Activity
Please return only the lines from the one holding "filename crates/regcheck-core/src/lib.rs" through the one holding "executable under test.", exactly as they appear in the records below, both ends included.

Records to use
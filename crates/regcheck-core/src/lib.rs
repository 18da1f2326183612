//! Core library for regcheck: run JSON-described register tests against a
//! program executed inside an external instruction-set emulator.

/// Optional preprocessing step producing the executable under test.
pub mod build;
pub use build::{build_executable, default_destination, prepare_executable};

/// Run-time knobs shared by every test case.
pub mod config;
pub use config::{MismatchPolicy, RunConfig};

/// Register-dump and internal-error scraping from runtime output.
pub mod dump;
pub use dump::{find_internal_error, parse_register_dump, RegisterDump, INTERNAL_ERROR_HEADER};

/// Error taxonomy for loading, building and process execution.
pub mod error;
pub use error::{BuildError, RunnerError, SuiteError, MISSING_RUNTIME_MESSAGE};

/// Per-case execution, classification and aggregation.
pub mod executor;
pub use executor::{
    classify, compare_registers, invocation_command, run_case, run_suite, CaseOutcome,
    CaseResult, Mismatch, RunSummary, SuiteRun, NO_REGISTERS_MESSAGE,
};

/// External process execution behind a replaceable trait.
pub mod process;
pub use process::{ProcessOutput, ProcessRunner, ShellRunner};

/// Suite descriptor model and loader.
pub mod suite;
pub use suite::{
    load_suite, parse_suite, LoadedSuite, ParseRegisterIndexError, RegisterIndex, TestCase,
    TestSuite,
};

==

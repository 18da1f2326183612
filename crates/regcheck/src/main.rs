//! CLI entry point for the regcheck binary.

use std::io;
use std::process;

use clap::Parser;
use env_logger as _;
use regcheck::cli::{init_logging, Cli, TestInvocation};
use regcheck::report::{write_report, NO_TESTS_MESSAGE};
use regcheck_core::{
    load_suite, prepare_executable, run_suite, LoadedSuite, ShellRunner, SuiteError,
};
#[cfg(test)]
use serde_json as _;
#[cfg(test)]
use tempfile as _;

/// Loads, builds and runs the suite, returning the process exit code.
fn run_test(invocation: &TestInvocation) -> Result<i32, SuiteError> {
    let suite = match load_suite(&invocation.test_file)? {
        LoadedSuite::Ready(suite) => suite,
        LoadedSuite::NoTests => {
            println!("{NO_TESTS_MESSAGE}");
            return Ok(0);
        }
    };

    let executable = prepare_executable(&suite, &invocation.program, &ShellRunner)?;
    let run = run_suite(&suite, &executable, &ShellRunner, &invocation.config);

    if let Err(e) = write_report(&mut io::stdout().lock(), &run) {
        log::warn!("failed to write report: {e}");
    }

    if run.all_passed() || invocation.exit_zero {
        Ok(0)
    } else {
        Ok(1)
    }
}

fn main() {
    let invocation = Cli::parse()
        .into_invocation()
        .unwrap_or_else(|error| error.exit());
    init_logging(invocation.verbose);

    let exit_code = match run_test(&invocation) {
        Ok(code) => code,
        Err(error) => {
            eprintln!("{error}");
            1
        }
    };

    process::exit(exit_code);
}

Response to the task
filename crates/regcheck-core/src/lib.rs
repository 18da1f2326183612
//! Core library for regcheck: run JSON-described register tests against a
//! program executed inside an external instruction-set emulator.

/// Optional preprocessing step producing the executable under test.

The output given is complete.